Erhöht Cholesterin aus der Nahrung (z. B. aus Eiern) den Cholesterinspiegel im Blut?
Für die meisten Personen hat Cholesterin in der Nahrung nur einen geringen Einfluss auf den Blutcholesterinspiegel. Die Hauptverursacher für die Erhöhung von LDL sind gesättigte und Transfette. Obwohl es Menschen gibt, die empfindlicher auf Nahrungscholesterin reagieren (sogenannte „Hyperresponder“), ist für die allgemeine Bevölkerung ein maßvoller Eierkonsum (bis zu 7 pro Woche) im Rahmen einer ausgewogenen, gesunden Ernährung völlig vertretbar.
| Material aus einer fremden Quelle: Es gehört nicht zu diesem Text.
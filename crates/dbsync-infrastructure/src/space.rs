//! Free-space checks on this machine.

use dbsync_core::error::TransferError;
use dbsync_core::{Result, SyncError};
use std::path::Path;

/// Bytes available to unprivileged users on the filesystem holding `path`.
///
/// Walks up to the nearest existing ancestor so that directories created
/// later can be checked up front.
pub fn local_available_space(path: &Path) -> Result<u64> {
    let existing = path
        .ancestors()
        .find(|p| p.exists())
        .ok_or_else(|| SyncError::io(format!("no existing ancestor for {}", path.display())))?;
    Ok(fs2::available_space(existing)?)
}

/// Fails with `InsufficientSpace` when fewer than `required` bytes are free.
pub fn ensure_local_space(path: &Path, required: u64) -> Result<()> {
    let available = local_available_space(path)?;
    if available < required {
        return Err(TransferError::InsufficientSpace {
            location: path.display().to_string(),
            required,
            available,
        }
        .into());
    }
    Ok(())
}
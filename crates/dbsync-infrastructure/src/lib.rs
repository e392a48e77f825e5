//! Process-backed implementations of the dbsync core traits, plus
//! configuration loading and local artifact staging.

pub mod config_service;
pub mod dto;
pub mod mysql_client;
pub mod openssh;
pub mod paths;
mod process;
pub mod space;
pub mod staging;

pub use config_service::{ConfigService, ResolvedConfig};
pub use mysql_client::MysqlClient;
pub use openssh::{OpenSshConfig, OpenSshConnector};
pub use paths::DbsyncPaths;
pub use staging::StagingArea;
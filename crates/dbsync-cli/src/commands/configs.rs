use super::CliContext;
use anyhow::Result;
use colored::Colorize;
use serde::Serialize;

#[derive(Serialize)]
struct ConfigEntry {
    key: String,
    name: String,
    default: bool,
}

pub fn run(ctx: &CliContext) -> Result<()> {
    let configs = ctx.load()?;
    let default_key = configs.default_key().ok();
    let entries: Vec<ConfigEntry> = configs
        .names()
        .into_iter()
        .map(|(key, name)| ConfigEntry {
            default: default_key.as_deref() == Some(key.as_str()),
            key,
            name,
        })
        .collect();

    if ctx.json {
        return ctx.print_json(&entries);
    }

    println!("Configurations in {}:", configs.path().display());
    if entries.is_empty() {
        println!("  (none)");
    }
    for entry in &entries {
        let marker = if entry.default { " (default)".dimmed().to_string() } else { String::new() };
        if entry.key == entry.name {
            println!("  {}{}", entry.key.bold(), marker);
        } else {
            println!("  {}  {}{}", entry.key.bold(), entry.name, marker);
        }
    }
    Ok(())
}
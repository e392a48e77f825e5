//! Scripted doubles for the session, connector and database client.

#![allow(dead_code)]

use async_trait::async_trait;
use dbsync_core::artifact::section_marker;
use dbsync_core::command::RemoteCommand;
use dbsync_core::plan::restore::ImportStep;
use dbsync_core::profile::{
    ConnectionProfile, DatabaseEndpoint, Secret, SshAuth, SshEndpoint,
};
use dbsync_core::selection::Component;
use dbsync_core::session::{
    CommandOutput, ExecOptions, RemoteSession, SessionConnector, SqlClient,
};
use dbsync_core::{Result, SyncError};
use dbsync_execution::{RetryConfig, RetryPolicy};
use std::collections::VecDeque;
use std::io::Write;
use std::path::{Path, PathBuf};
use std::sync::{Arc, Mutex};
use std::time::Duration;

pub fn profile(staging_dir: &Path) -> ConnectionProfile {
    ConnectionProfile {
        name: "Test".to_string(),
        ssh: SshEndpoint {
            host: "db1.example.com".to_string(),
            port: 22,
            user: "deploy".to_string(),
            auth: SshAuth::Password {
                password: Secret::new("ssh-pass"),
            },
            connect_timeout: Duration::from_secs(5),
        },
        source: DatabaseEndpoint {
            host: "127.0.0.1".to_string(),
            port: 3306,
            user: "backup".to_string(),
            password: Secret::new("export-pass"),
            database: "shop".to_string(),
        },
        destination: DatabaseEndpoint {
            host: "localhost".to_string(),
            port: 3306,
            user: "root".to_string(),
            password: Secret::new("import-pass"),
            database: "shop_copy".to_string(),
        },
        backup_dir: "/var/backups/mysql".to_string(),
        staging_dir: staging_dir.to_path_buf(),
    }
}

/// Three attempts without waiting between them.
pub fn fast_policy() -> RetryPolicy {
    RetryPolicy::new(RetryConfig {
        initial_delay: Duration::ZERO,
        ..RetryConfig::default()
    })
}

/// Gzip-compressed dump with one section per component.
pub fn gzip_dump(components: &[Component]) -> Vec<u8> {
    let mut body = String::new();
    for component in components {
        body.push_str(&section_marker(*component));
        body.push('\n');
        body.push_str(&format!("-- body of {component}\n"));
    }
    let mut encoder = flate2::write::GzEncoder::new(Vec::new(), flate2::Compression::default());
    encoder.write_all(body.as_bytes()).unwrap();
    encoder.finish().unwrap()
}

fn ok(stdout: impl Into<String>) -> Result<CommandOutput> {
    Ok(CommandOutput {
        exit_code: 0,
        stdout: stdout.into(),
        stderr: String::new(),
    })
}

fn failed(exit_code: i32, stderr: &str) -> Result<CommandOutput> {
    Ok(CommandOutput {
        exit_code,
        stdout: String::new(),
        stderr: stderr.to_string(),
    })
}

// ============================================================================
// Remote side
// ============================================================================

/// State of the source host, shared by every session the connector opens.
pub struct RemoteHost {
    pub version: String,
    pub database_size: u64,
    pub free_kilobytes: u64,
    /// Content served by `download`.
    pub artifact: Vec<u8>,
    /// Size `wc -c` reports; defaults to the artifact length.
    pub reported_size: Option<i64>,
    /// Bytes actually written by `download`; defaults to the whole artifact.
    pub delivered: Option<usize>,
    pub dump_result: (i32, String),
    pub delete_fails: bool,
    pub listing: String,
    /// Errors returned by upcoming `execute` calls before normal handling.
    pub execute_failures: VecDeque<SyncError>,
    /// Errors returned by upcoming dump runs only.
    pub dump_failures: VecDeque<SyncError>,
    pub executed: Vec<String>,
    /// `terminate_remote` of every dump run.
    pub dump_terminates: Vec<bool>,
    pub downloads: u32,
    pub uploads: Vec<(PathBuf, String)>,
    pub closes: u32,
}

impl Default for RemoteHost {
    fn default() -> Self {
        Self {
            version: "8.0.36".to_string(),
            database_size: 1024,
            free_kilobytes: 10_000_000,
            artifact: Vec::new(),
            reported_size: None,
            delivered: None,
            dump_result: (0, "4096\n".to_string()),
            delete_fails: false,
            listing: String::new(),
            execute_failures: VecDeque::new(),
            dump_failures: VecDeque::new(),
            executed: Vec::new(),
            dump_terminates: Vec::new(),
            downloads: 0,
            uploads: Vec::new(),
            closes: 0,
        }
    }
}

pub struct MockSession {
    host: Arc<Mutex<RemoteHost>>,
}

impl MockSession {
    fn respond(host: &mut RemoteHost, script: &str) -> Result<CommandOutput> {
        if script.contains("mysqldump") {
            let (code, out) = host.dump_result.clone();
            return if code == 0 { ok(out) } else { failed(code, &out) };
        }
        if script.contains("SELECT VERSION()") {
            return ok(format!("{}\n", host.version));
        }
        if script.contains("SHOW GRANTS") {
            return ok("GRANT SELECT ON `shop`.* TO `backup`@`%`\n");
        }
        if script.contains("SELECT COALESCE") {
            return ok(format!("{}\n", host.database_size));
        }
        if script.contains("SHOW VARIABLES") {
            return ok("character_set_server\tutf8mb4\n");
        }
        if script.contains("df -Pk") {
            return ok(format!(
                "/dev/sda1 41152736 20000000 {} 52% /\n",
                host.free_kilobytes
            ));
        }
        if script.contains("stat --printf") {
            return ok(host.listing.clone());
        }
        if script.contains("wc -c") {
            let size = host
                .reported_size
                .unwrap_or(host.artifact.len() as i64);
            return ok(format!("{size}\n"));
        }
        if script.contains("rm -f") {
            return if host.delete_fails {
                failed(1, "rm: cannot remove: Permission denied")
            } else {
                ok("")
            };
        }
        if script.contains("mkdir -p") {
            return ok("");
        }
        failed(127, "unexpected command")
    }
}

#[async_trait]
impl RemoteSession for MockSession {
    fn host(&self) -> &str {
        "db1.example.com"
    }

    async fn execute(&self, command: &RemoteCommand, options: &ExecOptions) -> Result<CommandOutput> {
        let mut host = self.host.lock().unwrap();
        host.executed.push(command.script().to_string());
        if let Some(err) = host.execute_failures.pop_front() {
            return Err(err);
        }
        if command.script().contains("mysqldump") {
            host.dump_terminates.push(options.terminate_remote);
            if let Some(err) = host.dump_failures.pop_front() {
                return Err(err);
            }
        }
        Self::respond(&mut host, command.script())
    }

    async fn download(&self, _remote: &str, local: &Path, _options: &ExecOptions) -> Result<()> {
        let mut host = self.host.lock().unwrap();
        host.downloads += 1;
        let len = host.delivered.unwrap_or(host.artifact.len());
        std::fs::write(local, &host.artifact[..len])?;
        Ok(())
    }

    async fn upload(&self, local: &Path, remote: &str, _options: &ExecOptions) -> Result<()> {
        let mut host = self.host.lock().unwrap();
        let bytes = std::fs::read(local)?;
        host.reported_size = Some(bytes.len() as i64);
        host.uploads.push((local.to_path_buf(), remote.to_string()));
        Ok(())
    }

    async fn close(&self) -> Result<()> {
        self.host.lock().unwrap().closes += 1;
        Ok(())
    }
}

pub struct MockConnector {
    pub host: Arc<Mutex<RemoteHost>>,
    /// Failures returned by upcoming `open` calls, in order.
    pub open_failures: Mutex<VecDeque<SyncError>>,
    pub opens: Mutex<u32>,
}

impl MockConnector {
    pub fn new(host: RemoteHost) -> Self {
        Self {
            host: Arc::new(Mutex::new(host)),
            open_failures: Mutex::new(VecDeque::new()),
            opens: Mutex::new(0),
        }
    }

    pub fn failing_opens(self, failures: impl IntoIterator<Item = SyncError>) -> Self {
        self.open_failures.lock().unwrap().extend(failures);
        self
    }

    pub fn opens(&self) -> u32 {
        *self.opens.lock().unwrap()
    }

    pub fn executed(&self) -> Vec<String> {
        self.host.lock().unwrap().executed.clone()
    }

    pub fn with_host<R>(&self, f: impl FnOnce(&mut RemoteHost) -> R) -> R {
        f(&mut self.host.lock().unwrap())
    }
}

#[async_trait]
impl SessionConnector for MockConnector {
    async fn open(&self, _endpoint: &SshEndpoint) -> Result<Arc<dyn RemoteSession>> {
        *self.opens.lock().unwrap() += 1;
        if let Some(err) = self.open_failures.lock().unwrap().pop_front() {
            return Err(err);
        }
        Ok(Arc::new(MockSession {
            host: self.host.clone(),
        }))
    }
}

// ============================================================================
// Local client
// ============================================================================

#[derive(Debug, Clone)]
pub struct RecordedImport {
    pub component: Component,
    pub body: String,
    pub relaxed_integrity: bool,
}

pub struct MockClient {
    pub version: String,
    pub failing_component: Option<Component>,
    pub queries: Mutex<Vec<String>>,
    pub imports: Mutex<Vec<RecordedImport>>,
}

impl MockClient {
    pub fn new(version: &str) -> Self {
        Self {
            version: version.to_string(),
            failing_component: None,
            queries: Mutex::new(Vec::new()),
            imports: Mutex::new(Vec::new()),
        }
    }

    pub fn imports(&self) -> Vec<RecordedImport> {
        self.imports.lock().unwrap().clone()
    }

    pub fn imported_components(&self) -> Vec<Component> {
        self.imports().iter().map(|i| i.component).collect()
    }

    pub fn queries(&self) -> Vec<String> {
        self.queries.lock().unwrap().clone()
    }
}

#[async_trait]
impl SqlClient for MockClient {
    async fn query(
        &self,
        _endpoint: &DatabaseEndpoint,
        sql: &str,
        _options: &ExecOptions,
    ) -> Result<CommandOutput> {
        self.queries.lock().unwrap().push(sql.to_string());
        if sql.contains("VERSION()") {
            ok(format!("{}\n", self.version))
        } else {
            ok("")
        }
    }

    async fn import(&self, step: &ImportStep, _options: &ExecOptions) -> Result<CommandOutput> {
        let body = std::fs::read_to_string(&step.source)?;
        self.imports.lock().unwrap().push(RecordedImport {
            component: step.component,
            body,
            relaxed_integrity: step.integrity.is_some(),
        });
        if self.failing_component == Some(step.component) {
            return failed(1, "ERROR 1064 (42000): You have an error in your SQL syntax");
        }
        ok("")
    }
}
Dies wird unter anderem durch die wissenschaftliche Stellungnahme der AHA zu Ernährung und Cholesterin bestätigt.

Welche Lebensmittel senken den Cholesterinspiegel am schnellsten?
Lebensmittel, die Cholesterin am effektivsten senken, sind jene mit einem hohen Gehalt an löslichen Ballaststoffen, wie Hafer und Gerste, sowie mit Pflanzensterinen angereicherte Produkte. Die tägliche Aufnahme von 1,5–3 g Pflanzensterinen kann LDL um 7–15 % reduzieren, und der Verzehr von 5–10 g löslicher Ballaststoffe um etwa 5 %. Eine drastische Reduktion von gesättigten und Transfetten bringt ebenfalls schnelle Effekte.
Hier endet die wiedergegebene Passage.